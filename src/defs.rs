//! Definitions.

use core::fmt;

/// Maximum number of fractional digits a decimal can carry.
pub const MAX_SCALE: u32 = 28;

/// Maximum number of fractional digits accepted by the rounding functions.
pub const MAX_ROUNDING_DIGITS: u32 = MAX_SCALE;

/// Ceiling on the number of iterations of any series or Newton loop.
///
/// Every loop in this crate terminates long before the ceiling because the decimal type
/// clamps values below `1e-28` to zero. Reaching it means that property was violated.
pub const MAX_ITERATIONS: usize = 1 << 16;

/// Possible errors.
#[derive(Debug, Clone, Copy, PartialEq, Eq, Hash)]
pub enum Error {
    /// Argument is outside of the domain of the function.
    OutOfRange,

    /// Argument is structurally invalid for the operation.
    InvalidArgument,

    /// The result would be a complex number.
    Domain,

    /// The result is infinite or exceeds the representable range.
    Overflow,

    /// The function is undefined at the given argument.
    Undefined,

    /// The operation itself is undefined, e.g. a logarithm to base 1.
    InvalidOperation,

    /// Divisor is zero.
    DivisionByZero,

    /// An iterative computation did not converge within `MAX_ITERATIONS` steps.
    NoConvergence,
}

impl fmt::Display for Error {
    fn fmt(&self, f: &mut fmt::Formatter<'_>) -> fmt::Result {
        let repr = match self {
            Error::OutOfRange => "argument is out of the range of the function",
            Error::InvalidArgument => "invalid argument",
            Error::Domain => "the result is a complex number",
            Error::Overflow => "the result can't be represented by the decimal type",
            Error::Undefined => "the function is undefined at this argument",
            Error::InvalidOperation => "the operation is undefined",
            Error::DivisionByZero => "division by zero",
            Error::NoConvergence => "iteration did not converge",
        };
        f.write_str(repr)
    }
}

impl std::error::Error for Error {}

/// Midpoint rounding policy.
///
/// Every policy except `None` decides in which direction a value lying exactly halfway
/// between two neighbours is rounded. Values not on a midpoint always go to the nearest neighbour.
#[derive(Eq, PartialEq, Copy, Clone, Debug, Hash)]
#[cfg_attr(feature = "serde", derive(serde::Serialize, serde::Deserialize))]
pub enum RoundingMode {
    /// No rounding. Not accepted by the rounding functions.
    None,

    /// Round half toward positive infinity.
    Up,

    /// Round half toward negative infinity.
    Down,

    /// Round half toward zero.
    ToZero,

    /// Round half away from zero.
    FromZero,

    /// Round half to even.
    ToEven,

    /// Round half to odd.
    ToOdd,
}

/// Default rounding mode.
pub const DEFAULT_RM: RoundingMode = RoundingMode::ToEven;
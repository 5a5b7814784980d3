//! Hyperbolic arcsine.

use rust_decimal::Decimal;

use crate::defs::Error;
use crate::ops::consts::LN_2;
use crate::ops::ln::ln;
use crate::ops::sqrt::sqrt;
use crate::ops::util::add;
use crate::ops::util::mul;

/// Above this magnitude asinh(x) and ln(2x) differ by less than the smallest representable value.
pub(crate) const LARGE_ARG: Decimal = Decimal::from_parts(0x107a4000, 0x5af3, 0, false, 0);

/// Computes the hyperbolic arcsine of `x`.
///
/// ## Errors
///
///  - Overflow: an intermediate value exceeds the representable range (not expected).
pub fn asinh(x: Decimal) -> Result<Decimal, Error> {
    if x.is_zero() {
        return Ok(Decimal::ZERO);
    }

    let ax = x.abs();

    let ret = if ax > LARGE_ARG {
        add(ln(ax)?, LN_2)?
    } else {
        // ln(x + sqrt(x^2 + 1))
        let s = sqrt(add(mul(ax, ax)?, Decimal::ONE)?)?;
        ln(add(ax, s)?)?
    };

    Ok(if x.is_sign_negative() { -ret } else { ret })
}
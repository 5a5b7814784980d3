//! Cube root.

use rust_decimal::Decimal;
use tracing::trace;
use tracing::warn;

use crate::defs::Error;
use crate::defs::MAX_ITERATIONS;
use crate::ops::sqrt::seed;
use crate::ops::util::add;
use crate::ops::util::div;
use crate::ops::util::mul;
use crate::ops::util::sub;

// 1e-27, a relative step this small leaves only rounding in the next iterate
const STEP_LIMIT: Decimal = Decimal::from_parts(1, 0, 0, false, 27);

/// Computes the cube root of `x`.
///
/// Newton's iteration `(2*r + x/r^2) / 3` is started from a binary floating point
/// estimate. At the last digit the iteration may cycle through three values, so it stops
/// when a new iterate repeats one of the last three, or when the relative step drops to 1e-27.
///
/// ## Errors
///
///  - NoConvergence: the iteration did not settle within `MAX_ITERATIONS` steps.
pub fn cbrt(x: Decimal) -> Result<Decimal, Error> {
    if x.is_zero() {
        return Ok(Decimal::ZERO);
    }

    if x.is_sign_negative() {
        return cbrt(-x).map(|r| -r);
    }

    let three = Decimal::from(3);
    let mut cur = seed(x, f64::cbrt);
    let mut prev = Decimal::NEGATIVE_ONE;
    let mut prev2 = Decimal::NEGATIVE_ONE;

    for i in 0..MAX_ITERATIONS {
        let q = div(x, mul(cur, cur)?)?;
        let next = div(add(mul(cur, Decimal::TWO)?, q)?, three)?;

        let step = sub(next, cur)?.abs();
        if next == cur || next == prev || next == prev2 || step <= mul(next, STEP_LIMIT)? {
            trace!(iterations = i + 1, "cbrt converged");
            return Ok(next);
        }

        prev2 = prev;
        prev = cur;
        cur = next;
    }

    warn!(x = %x, "cbrt did not converge");

    Err(Error::NoConvergence)
}

#[cfg(test)]
mod tests {

    use super::*;
    use core::str::FromStr;

    fn d(s: &str) -> Decimal {
        Decimal::from_str(s).unwrap()
    }

    fn assert_close(a: Decimal, b: Decimal, eps: &str) {
        assert!((a - b).abs() <= d(eps), "{} != {}", a, b);
    }

    #[test]
    fn test_cbrt() {
        assert_eq!(cbrt(Decimal::ZERO).unwrap(), Decimal::ZERO);
        assert_eq!(cbrt(Decimal::ONE).unwrap(), Decimal::ONE);
        assert_eq!(cbrt(d("27")).unwrap(), d("3"));
        assert_eq!(cbrt(d("-8")).unwrap(), d("-2"));

        assert_close(cbrt(d("0.001")).unwrap(), d("0.1"), "0.000000000000000000000000001");
        assert_close(cbrt(d("2")).unwrap(), d("1.2599210498948731647672106073"), "0.000000000000000000000000001");
        assert_close(cbrt(d("-2")).unwrap(), d("-1.2599210498948731647672106073"), "0.000000000000000000000000001");
        assert_close(cbrt(d("0.5")).unwrap(), d("0.7937005259840997373758528196"), "0.000000000000000000000000001");
        assert_close(cbrt(Decimal::MAX).unwrap(), d("4294967295.9999999999999999999819"), "0.00000000000000001");

        // the smallest value still has a representable root
        assert!(cbrt(d("0.0000000000000000000000000001")).unwrap() > Decimal::ZERO);
    }

    #[test]
    fn test_cbrt_last_digit_cycle() {
        // Newton's iteration alternates between three values at the last digit for these
        for x in [d("-67732876.84646562"), d("72933938.778514433360279274281")] {
            let r = cbrt(x).unwrap();
            assert_eq!(r.is_sign_negative(), x.is_sign_negative());

            let cube = r * r * r;
            assert!((cube - x).abs() <= x.abs() * d("0.000000000000000000000001"), "{}^3 != {}", r, x);
        }

        assert_close(cbrt(d("-67732876.84646562")).unwrap(), d("-407.63034578934492351466713117"), "0.000000000000000000000001");
        assert_close(cbrt(d("72933938.778514433360279274281")).unwrap(), d("417.80781206859026629012471103"), "0.000000000000000000000001");
    }
}
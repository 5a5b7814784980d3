//! Exponentiation.

use rust_decimal::prelude::ToPrimitive;
use rust_decimal::Decimal;

use crate::defs::Error;
use crate::ops::consts::E;
use crate::ops::ln::ln;
use crate::ops::series::series_run;
use crate::ops::series::TermGen;
use crate::ops::util::div;
use crate::ops::util::mul;

// Maclaurin series of e^x: 1 + x + x^2/2! + x^3/3! + ...
struct ExpSeries {
    x: Decimal,
    term: Decimal,
    i: u32,
}

impl ExpSeries {
    fn new(x: Decimal) -> Self {
        ExpSeries {
            x,
            term: Decimal::ONE,
            i: 0,
        }
    }
}

impl TermGen for ExpSeries {
    fn next(&mut self) -> Result<Decimal, Error> {
        if self.i > 0 {
            // x^i / i!
            self.term = mul(self.term, div(self.x, Decimal::from(self.i))?)?;
        }
        self.i += 1;

        Ok(self.term)
    }

    fn name(&self) -> &'static str {
        "exp"
    }
}

/// Computes `x` to the power of the non-negative integer `y` using binary exponentiation.
///
/// ## Errors
///
///  - InvalidArgument: `y` is negative or has a fractional part.
///  - Overflow: the result is too large.
pub(crate) fn exp_by_squaring(x: Decimal, y: Decimal) -> Result<Decimal, Error> {
    if (y.is_sign_negative() && !y.is_zero()) || y.trunc() != y {
        return Err(Error::InvalidArgument);
    }

    let mut n = y.to_u128().ok_or(Error::InvalidArgument)?;
    let mut ret = Decimal::ONE;
    let mut multiplier = x;

    while n > 0 {
        if n & 1 == 1 {
            ret = mul(ret, multiplier)?;
            n -= 1;
            if n == 0 {
                // squaring once more could overflow for nothing
                break;
            }
        }

        multiplier = mul(multiplier, multiplier)?;
        n >>= 1;
    }

    Ok(ret)
}

/// Computes `e` to the power of `x`.
///
/// Arguments with both an integer and a fractional part are split, and e^t * e^f is computed
/// with exponentiation by squaring for the integer part and a series for the fractional part.
/// A negative argument is handled as the reciprocal of e^|x|; when e^|x| is beyond the
/// representable range the result is below the smallest representable value and zero is returned.
///
/// ## Errors
///
///  - Overflow: the result is too large.
pub fn exp(x: Decimal) -> Result<Decimal, Error> {
    let d = x.abs();

    let ret = exp_abs(d);

    if x.is_sign_negative() {
        match ret {
            Ok(v) => div(Decimal::ONE, v),
            Err(Error::Overflow) => Ok(Decimal::ZERO),
            Err(e) => Err(e),
        }
    } else {
        ret
    }
}

// e^d for d >= 0.
fn exp_abs(d: Decimal) -> Result<Decimal, Error> {
    let t = d.trunc();

    if d.is_zero() {
        Ok(Decimal::ONE)
    } else if d == Decimal::ONE {
        Ok(E)
    } else if d > Decimal::ONE && t != d {
        mul(exp_abs(t)?, exp_abs(d - t)?)
    } else if d == t {
        exp_by_squaring(E, d)
    } else {
        series_run(&mut ExpSeries::new(d))
    }
}

/// Computes `x` to the power of `y`.
///
/// Integer powers use exponentiation by squaring only. For a fractional `y` the integer part
/// is still done by squaring and only the remaining fraction goes through e^(f * ln(x)).
/// A negative `y` is computed as the reciprocal of the positive power.
///
/// ## Errors
///
///  - Overflow: the result is too large, or `x` is zero and `y` is negative.
///  - Domain: `x` is negative and `y` has a fractional part.
pub fn pow(x: Decimal, y: Decimal) -> Result<Decimal, Error> {
    let negative_exp = y.is_sign_negative();
    let y = y.abs();

    let ret = if y.is_zero() {
        Ok(Decimal::ONE)
    } else if y == Decimal::ONE {
        Ok(x)
    } else {
        let t = y.trunc();

        if y == t {
            exp_by_squaring(x, y)
        } else if x.is_zero() {
            Ok(Decimal::ZERO)
        } else {
            let f = mul(y - t, ln(x)?)?;
            mul(exp_by_squaring(x, t)?, exp(f)?)
        }
    };

    if negative_exp {
        match ret {
            Ok(v) if v.is_zero() => Err(Error::Overflow),
            Ok(v) => div(Decimal::ONE, v),
            // the reciprocal of a value that large rounds to zero
            Err(Error::Overflow) => Ok(Decimal::ZERO),
            Err(e) => Err(e),
        }
    } else {
        ret
    }
}
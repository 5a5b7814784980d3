//! Auxiliary functions.

use rust_decimal::Decimal;

use crate::defs::Error;
use crate::ops::consts::ROUND_POWER_10;

// Checked arithmetic on the host type. The operators of `Decimal` panic on overflow.

#[inline]
pub(crate) fn add(d1: Decimal, d2: Decimal) -> Result<Decimal, Error> {
    d1.checked_add(d2).ok_or(Error::Overflow)
}

#[inline]
pub(crate) fn sub(d1: Decimal, d2: Decimal) -> Result<Decimal, Error> {
    d1.checked_sub(d2).ok_or(Error::Overflow)
}

#[inline]
pub(crate) fn mul(d1: Decimal, d2: Decimal) -> Result<Decimal, Error> {
    d1.checked_mul(d2).ok_or(Error::Overflow)
}

#[inline]
pub(crate) fn div(d1: Decimal, d2: Decimal) -> Result<Decimal, Error> {
    if d2.is_zero() {
        return Err(Error::DivisionByZero);
    }
    d1.checked_div(d2).ok_or(Error::Overflow)
}

/// Returns the number of digits after the decimal point, including trailing zeroes.
#[inline]
pub(crate) fn decimal_places(d: Decimal) -> u32 {
    d.scale()
}

/// Computes `d1 mod d2` without the precision loss of `d1 - trunc(d1 / d2) * d2`.
///
/// The product `trunc(d1 / d2) * d2` is subtracted digit by digit of `d2`, so every
/// subtraction loses at most a single digit. The result has the sign of `d1`.
///
/// ## Errors
///
///  - DivisionByZero: `d2` is zero.
///  - Overflow: an intermediate value exceeds the representable range.
pub(crate) fn remainder(mut d1: Decimal, d2: Decimal) -> Result<Decimal, Error> {
    if d2.is_zero() {
        return Err(Error::DivisionByZero);
    }

    if d1.abs() < d2.abs() {
        return Ok(d1);
    }

    let times_into = div(d1, d2)?.trunc();
    let mut shifting = d2;
    let sign = d1.is_sign_negative();

    for i in 0..=decimal_places(d2) as usize {
        // the first digit is the whole integer part of d2
        let digit = shifting.trunc();

        let part = mul(times_into, div(digit, ROUND_POWER_10[i])?)?;
        d1 = sub(d1, part)?;

        shifting = mul(sub(shifting, digit)?, Decimal::TEN)?;
        if shifting.is_zero() {
            break;
        }
    }

    // crossing zero is an artifact of the precision mismatch, one whole d2 brings it back
    if !d1.is_zero() && d1.is_sign_negative() != sign {
        d1 = if d2.is_sign_negative() == sign {
            add(d1, d2)?
        } else {
            sub(d1, d2)?
        };
    }

    Ok(d1)
}

#[cfg(test)]
mod tests {

    use super::*;
    use crate::ops::consts::PI;
    use crate::ops::consts::TWO_PI;
    use core::str::FromStr;

    fn d(s: &str) -> Decimal {
        Decimal::from_str(s).unwrap()
    }

    #[test]
    fn test_checked_arith() {
        assert_eq!(add(Decimal::MAX, Decimal::ONE), Err(Error::Overflow));
        assert_eq!(sub(Decimal::MIN, Decimal::ONE), Err(Error::Overflow));
        assert_eq!(mul(Decimal::MAX, Decimal::TWO), Err(Error::Overflow));
        assert_eq!(div(Decimal::ONE, Decimal::ZERO), Err(Error::DivisionByZero));
        assert_eq!(div(Decimal::MAX, d("0.5")), Err(Error::Overflow));
        assert_eq!(div(Decimal::ONE, Decimal::TWO), Ok(d("0.5")));
    }

    #[test]
    fn test_decimal_places() {
        assert_eq!(decimal_places(d("1.2500")), 4);
        assert_eq!(decimal_places(d("12")), 0);
        assert_eq!(decimal_places(TWO_PI), 28);
    }

    #[test]
    fn test_remainder() {
        // already reduced
        assert_eq!(remainder(d("1.5"), TWO_PI).unwrap(), d("1.5"));
        assert_eq!(remainder(d("-1.5"), TWO_PI).unwrap(), d("-1.5"));

        // simple integer and decimal cases
        assert_eq!(remainder(d("10"), d("3")).unwrap(), Decimal::ONE);
        assert_eq!(remainder(d("-10"), d("3")).unwrap(), Decimal::NEGATIVE_ONE);
        assert_eq!(remainder(d("10"), d("-3")).unwrap(), Decimal::ONE);
        assert_eq!(remainder(d("7.5"), d("2.5")).unwrap(), Decimal::ZERO);
        assert_eq!(remainder(d("7.75"), d("2.5")).unwrap(), d("0.25"));

        // multiples of 2*pi reduce to zero
        let x = TWO_PI * Decimal::from(5);
        assert!(remainder(x, TWO_PI).unwrap().abs() < d("0.0000000000000000000000001"));

        // 3*pi reduces to pi
        let x = PI * Decimal::from(3);
        let r = remainder(x, TWO_PI).unwrap();
        assert!((r - PI).abs() < d("0.0000000000000000000000001"));

        // sign follows the dividend
        let r = remainder(d("-100"), TWO_PI).unwrap();
        assert!(r.is_sign_negative());
        assert!(r.abs() < TWO_PI);

        // large argument
        let r = remainder(d("1000000000000"), TWO_PI).unwrap();
        assert!(r >= Decimal::ZERO && r < TWO_PI);

        assert_eq!(remainder(Decimal::ONE, Decimal::ZERO), Err(Error::DivisionByZero));
    }

    #[test]
    fn test_remainder_precision() {
        // naive reduction of 10^6 loses digits of 2*pi times the quotient
        let x = d("1000000");
        let r = remainder(x, TWO_PI).unwrap();
        // 10^6 mod 2*pi = 5.92562114009385143290994...
        let expected = d("5.925621140093851432909");
        assert!((r - expected).abs() < d("0.000000000000001"));
    }

    #[test]
    fn test_remainder_crossing_zero() {
        // the quotient 999999999999999999999999999.966.. rounds up to 10^27,
        // subtracting 10^27 * 3 leaves -0.1 and one divisor is added back
        let x = d("2999999999999999999999999999.9");
        assert_eq!(div(x, d("3")).unwrap().trunc(), d("1000000000000000000000000000"));

        let r = remainder(x, d("3")).unwrap();
        assert_eq!(r, d("2.9"));
        assert!(r.is_sign_positive());

        let r = remainder(x, d("-3")).unwrap();
        assert_eq!(r, d("2.9"));
        assert!(r.is_sign_positive());

        let r = remainder(-x, d("3")).unwrap();
        assert_eq!(r, d("-2.9"));
        assert!(r.is_sign_negative());

        let r = remainder(-x, d("-3")).unwrap();
        assert_eq!(r, d("-2.9"));
        assert!(r.is_sign_negative());
    }
}
//! Transcendental functions on the 96-bit decimal type of `rust_decimal`, implemented purely
//! in decimal arithmetic.
//!
//! Characteristics:
//!
//! | Name                             | Value  |
//! |:---------------------------------|-------:|
//! | Significant decimal digits       |  28-29 |
//! | Maximum scale                    |     28 |
//! | Smallest positive value          |  1e-28 |
//!
//! Series stop when a term rounds to exactly zero at the scale of the decimal type, so every
//! function terminates after a number of steps bounded by its precision. Binary floating point
//! is used only to seed the root iterations.
//!
//! ``` rust
//! use decimal_math::{sin, sqrt, PI};
//! use rust_decimal::Decimal;
//!
//! // exact values at special angles
//! assert_eq!(sin(PI).unwrap(), Decimal::ZERO);
//!
//! let r = sqrt(Decimal::TWO).unwrap();
//! assert!((r * r - Decimal::TWO).abs() < Decimal::new(1, 26));
//! ```
//!
//! Results that the decimal type can't represent, and arguments outside of the domain of a function,
//! are reported as [`Error`]. No function panics.

#![deny(clippy::suspicious)]

mod defs;
mod ops;

pub use crate::defs::Error;
pub use crate::defs::RoundingMode;
pub use crate::defs::DEFAULT_RM;
pub use crate::defs::MAX_ITERATIONS;
pub use crate::defs::MAX_ROUNDING_DIGITS;
pub use crate::defs::MAX_SCALE;

pub use crate::ops::consts::E;
pub use crate::ops::consts::EPSILON;
pub use crate::ops::consts::HALF_PI;
pub use crate::ops::consts::LN_10;
pub use crate::ops::consts::LN_2;
pub use crate::ops::consts::PI;
pub use crate::ops::consts::QUARTER_PI;
pub use crate::ops::consts::TWELFTH_PI;
pub use crate::ops::consts::TWO_PI;

pub use crate::ops::*;
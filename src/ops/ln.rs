//! Natural logarithm.

use rust_decimal::Decimal;

use crate::defs::Error;
use crate::ops::consts::LN_10;
use crate::ops::consts::TENTH;
use crate::ops::series::series_run;
use crate::ops::series::TermGen;
use crate::ops::util::add;
use crate::ops::util::div;
use crate::ops::util::mul;
use crate::ops::util::sub;

// ln(x) = 2 * (y + y^3/3 + y^5/5 + ...), y = (x - 1) / (x + 1)
struct LnSeries {
    y_sq: Decimal,
    power: Decimal,
    i: u32,
}

impl LnSeries {
    fn new(x: Decimal) -> Result<Self, Error> {
        let y = div(sub(x, Decimal::ONE)?, add(x, Decimal::ONE)?)?;
        let y_sq = mul(y, y)?;
        let power = mul(Decimal::TWO, y)?;

        Ok(LnSeries { y_sq, power, i: 0 })
    }
}

impl TermGen for LnSeries {
    fn next(&mut self) -> Result<Decimal, Error> {
        if self.i > 0 {
            self.power = mul(self.power, self.y_sq)?;
        }
        let ret = div(self.power, Decimal::from(2 * self.i + 1))?;
        self.i += 1;

        Ok(ret)
    }

    fn name(&self) -> &'static str {
        "ln"
    }
}

/// Computes the natural logarithm of `x`.
///
/// The argument is brought into [0.1, 1] by powers of ten before summing the series,
/// and the result is corrected by multiples of ln(10).
///
/// ## Errors
///
///  - Domain: `x` is negative.
///  - Overflow: `x` is zero, the logarithm is negative infinity.
pub fn ln(x: Decimal) -> Result<Decimal, Error> {
    if x.is_zero() {
        return Err(Error::Overflow);
    }

    if x.is_sign_negative() {
        return Err(Error::Domain);
    }

    if x == Decimal::ONE {
        return Ok(Decimal::ZERO);
    }

    if x > Decimal::ONE {
        // ln(x) = ln(x / 10^n) + n*ln(10)
        let mut v = x;
        let mut n = 0u32;
        while v > Decimal::ONE {
            v = div(v, Decimal::TEN)?;
            n += 1;
        }

        return add(ln(v)?, mul(Decimal::from(n), LN_10)?);
    }

    if x < TENTH {
        // ln(x) = ln(x * 10^n) - n*ln(10)
        // close to zero y^2 is indistinguishable from 1 and the series never ends
        let mut v = x;
        let mut n = 0u32;
        while v < TENTH {
            v = mul(v, Decimal::TEN)?;
            n += 1;
        }

        return sub(ln(v)?, mul(Decimal::from(n), LN_10)?);
    }

    series_run(&mut LnSeries::new(x)?)
}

□ □ □

Task to carry out
How many lines in the listing above have the word "InvalidOperation" in them? Count them and give the number alone.

Result for this exercise
2